use std::io::Write;
use std::path::{Path, PathBuf};
use std::process::{Command, Output, Stdio};

use rusqlite::Connection;
use tempfile::TempDir;

fn bin() -> PathBuf {
    PathBuf::from(env!("CARGO_BIN_EXE_ridelog"))
}

/// A private home with a settings file pointing at a temp database.
struct Sandbox {
    dir: TempDir,
}

impl Sandbox {
    fn new() -> Self {
        let dir = tempfile::tempdir().expect("tempdir should be available");
        let settings = format!(
            "# test settings\nhost = localhost\ndb = {}\n",
            dir.path().join("data").join("rides.db").display()
        );
        std::fs::write(dir.path().join("ridelog.params"), settings).expect("write settings");
        Self { dir }
    }

    fn db_path(&self) -> PathBuf {
        self.dir.path().join("data").join("rides.db")
    }

    fn settings_path(&self) -> PathBuf {
        self.dir.path().join("ridelog.params")
    }

    fn command(&self, args: &[&str]) -> Command {
        let mut cmd = Command::new(bin());
        cmd.args(args)
            .env("HOME", self.dir.path())
            .env("XDG_CONFIG_HOME", self.dir.path().join("config"))
            .env("XDG_DATA_HOME", self.dir.path().join("share"))
            .env("RIDELOG_SETTINGS", self.settings_path())
            .env("NO_COLOR", "1")
            .env_remove("RIDELOG_LOG");
        cmd
    }

    fn run(&self, args: &[&str], stdin: &str) -> Output {
        let mut child = self
            .command(args)
            .stdin(Stdio::piped())
            .stdout(Stdio::piped())
            .stderr(Stdio::piped())
            .spawn()
            .expect("spawn ridelog");
        child
            .stdin
            .take()
            .expect("stdin is piped")
            .write_all(stdin.as_bytes())
            .expect("write stdin");
        child.wait_with_output().expect("wait for ridelog")
    }
}

fn stdout(output: &Output) -> String {
    String::from_utf8_lossy(&output.stdout).to_string()
}

fn ride_count(path: &Path) -> i64 {
    let conn = Connection::open(path).expect("open db");
    conn.query_row("SELECT COUNT(*) FROM fahrrad_rides", [], |row| row.get(0))
        .expect("count rides")
}

#[test]
fn test_entry_run_stores_ride() {
    let sandbox = Sandbox::new();
    let output = sandbox.run(&[], "9-12-23\n1\n25.5\n1:01:30\n10000\n400:15\n");
    assert!(output.status.success(), "stderr: {}", String::from_utf8_lossy(&output.stderr));

    let out = stdout(&output);
    assert!(out.contains("Start with which option:"));
    assert!(out.contains("status=ok"));
    assert!(out.contains("date=2023-12-09"));
    assert!(out.contains("day_time=01:01:30"));
    assert!(out.contains("total_time=400:15:00"));

    let conn = Connection::open(sandbox.db_path()).expect("open db");
    let (date, day_km, day_seconds, total_km, total_seconds): (String, f64, i64, f64, i64) = conn
        .query_row(
            "SELECT Date, DayKM, DaySeconds, TotalKM, TotalSeconds FROM fahrrad_rides",
            [],
            |row| Ok((row.get(0)?, row.get(1)?, row.get(2)?, row.get(3)?, row.get(4)?)),
        )
        .expect("one ride stored");
    assert_eq!(date, "2023-12-09");
    assert_eq!(day_km, 25.5);
    assert_eq!(day_seconds, 3690);
    assert_eq!(total_km, 10000.0);
    assert_eq!(total_seconds, 1_440_900);
}

#[test]
fn test_invalid_answers_are_asked_again() {
    let sandbox = Sandbox::new();
    let output = sandbox.run(
        &[],
        "31-02-24\n9-12-23\n5\n3\nlots\n10000\n400:15:00\n400:15\n25.5\n90\n",
    );
    assert!(output.status.success());

    let out = stdout(&output);
    assert!(out.contains("Expect d, d-m or d-m-y"));
    assert!(out.contains("Expect a number between 1 and 4"));
    assert!(out.contains("Expect a float"));
    assert!(out.contains("day_time=00:01:30"));
    assert_eq!(ride_count(&sandbox.db_path()), 1);
}

#[test]
fn test_input_ending_early_stores_nothing() {
    let sandbox = Sandbox::new();
    let output = sandbox.run(&[], "9-12-23\n1\n25.5\n");
    assert_eq!(output.status.code(), Some(4));
    assert!(String::from_utf8_lossy(&output.stderr).contains("Input ended"));
    assert_eq!(ride_count(&sandbox.db_path()), 0);
}

#[test]
fn test_list_json_after_entry() {
    let sandbox = Sandbox::new();
    for script in [
        "9-12-23\n1\n25.5\n1:01:30\n10000\n400:15\n",
        "10-12-23\n4\n401\n30\n1:00:00\n10030\n",
    ] {
        assert!(sandbox.run(&[], script).status.success());
    }

    let output = sandbox.run(&["list", "--json"], "");
    assert!(output.status.success());
    let rides: serde_json::Value =
        serde_json::from_slice(&output.stdout).expect("list --json prints JSON");
    let rides = rides.as_array().expect("array of rides");
    assert_eq!(rides.len(), 2);
    assert_eq!(rides[0]["date"], "2023-12-10");
    assert_eq!(rides[0]["day_kmh"], 30.0);
    assert_eq!(rides[1]["date"], "2023-12-09");

    let limited = sandbox.run(&["list", "--json", "--limit", "1"], "");
    let limited: serde_json::Value = serde_json::from_slice(&limited.stdout).expect("JSON");
    assert_eq!(limited.as_array().map(Vec::len), Some(1));
}

#[test]
fn test_list_date_range_and_period_totals() {
    let sandbox = Sandbox::new();
    for script in [
        "9-12-23\n1\n25.5\n1:01:30\n10000\n400:15\n",
        "10-12-23\n1\n30\n1:00:00\n10030\n401\n",
        "2-1-24\n1\n20\n40:00\n10050\n402\n",
    ] {
        assert!(sandbox.run(&[], script).status.success());
    }

    let ranged = sandbox.run(&["list", "--json", "--from", "10-12-23", "--to", "31-12-23"], "");
    assert!(ranged.status.success());
    let ranged: serde_json::Value = serde_json::from_slice(&ranged.stdout).expect("JSON");
    let ranged = ranged.as_array().expect("array of rides");
    assert_eq!(ranged.len(), 1);
    assert_eq!(ranged[0]["date"], "2023-12-10");

    let monthly = sandbox.run(&["list", "--json", "--by", "month"], "");
    assert!(monthly.status.success());
    let monthly: serde_json::Value = serde_json::from_slice(&monthly.stdout).expect("JSON");
    let monthly = monthly.as_array().expect("array of totals");
    assert_eq!(monthly.len(), 2);
    assert_eq!(monthly[0]["start"], "2024-01-01");
    assert_eq!(monthly[0]["rides"], 1);
    assert_eq!(monthly[1]["start"], "2023-12-01");
    assert_eq!(monthly[1]["rides"], 2);
    assert_eq!(monthly[1]["km"], 55.5);
    assert_eq!(monthly[1]["time"], "02:01:30");

    let yearly = sandbox.run(&["list", "--by", "year", "--to", "31-12-23"], "");
    assert!(yearly.status.success());
    let out = stdout(&yearly);
    assert!(out.contains("2023-01-01 2 55.50 02:01:30"));
    assert!(!out.contains("2024-01-01"));
}

#[test]
fn test_list_rejects_bad_range() {
    let sandbox = Sandbox::new();
    let output = sandbox.run(&["list", "--from", "31-2-24"], "");
    assert_eq!(output.status.code(), Some(1));
    let stderr = String::from_utf8_lossy(&output.stderr);
    assert!(stderr.contains("error=Invalid --from date"));
    assert!(stderr.contains("hint=Use d, d-m or d-m-y"));

    let reversed = sandbox.run(&["list", "--from", "2-1-24", "--to", "1-1-24"], "");
    assert_eq!(reversed.status.code(), Some(1));
    assert!(String::from_utf8_lossy(&reversed.stderr).contains("is after --to"));
}

#[test]
fn test_list_plain_when_empty() {
    let sandbox = Sandbox::new();
    let output = sandbox.run(&["list"], "");
    assert!(output.status.success());
    assert!(stdout(&output).contains("No rides found."));
}

#[test]
fn test_unusable_database_location_exits_with_storage_code() {
    let sandbox = Sandbox::new();
    let blocker = sandbox.dir.path().join("blocker");
    std::fs::write(&blocker, "not a directory").expect("write blocker");
    std::fs::write(
        sandbox.settings_path(),
        format!("db = {}\n", blocker.join("rides.db").display()),
    )
    .expect("rewrite settings");

    let output = sandbox.run(&[], "");
    assert_eq!(output.status.code(), Some(3));
    let stderr = String::from_utf8_lossy(&output.stderr);
    assert!(stderr.contains("error=Cannot open ride database"));
    assert!(stderr.contains("hint="));
}

#[test]
fn test_completions() {
    let sandbox = Sandbox::new();
    let output = sandbox.run(&["completions", "bash"], "");
    assert!(output.status.success());
    assert!(stdout(&output).contains("ridelog"));
}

====

[What is needed] Return every line above where "params" appears.

[Your solution]
        std::fs::write(dir.path().join("ridelog.params"), settings).expect("write settings");
        self.dir.path().join("ridelog.params")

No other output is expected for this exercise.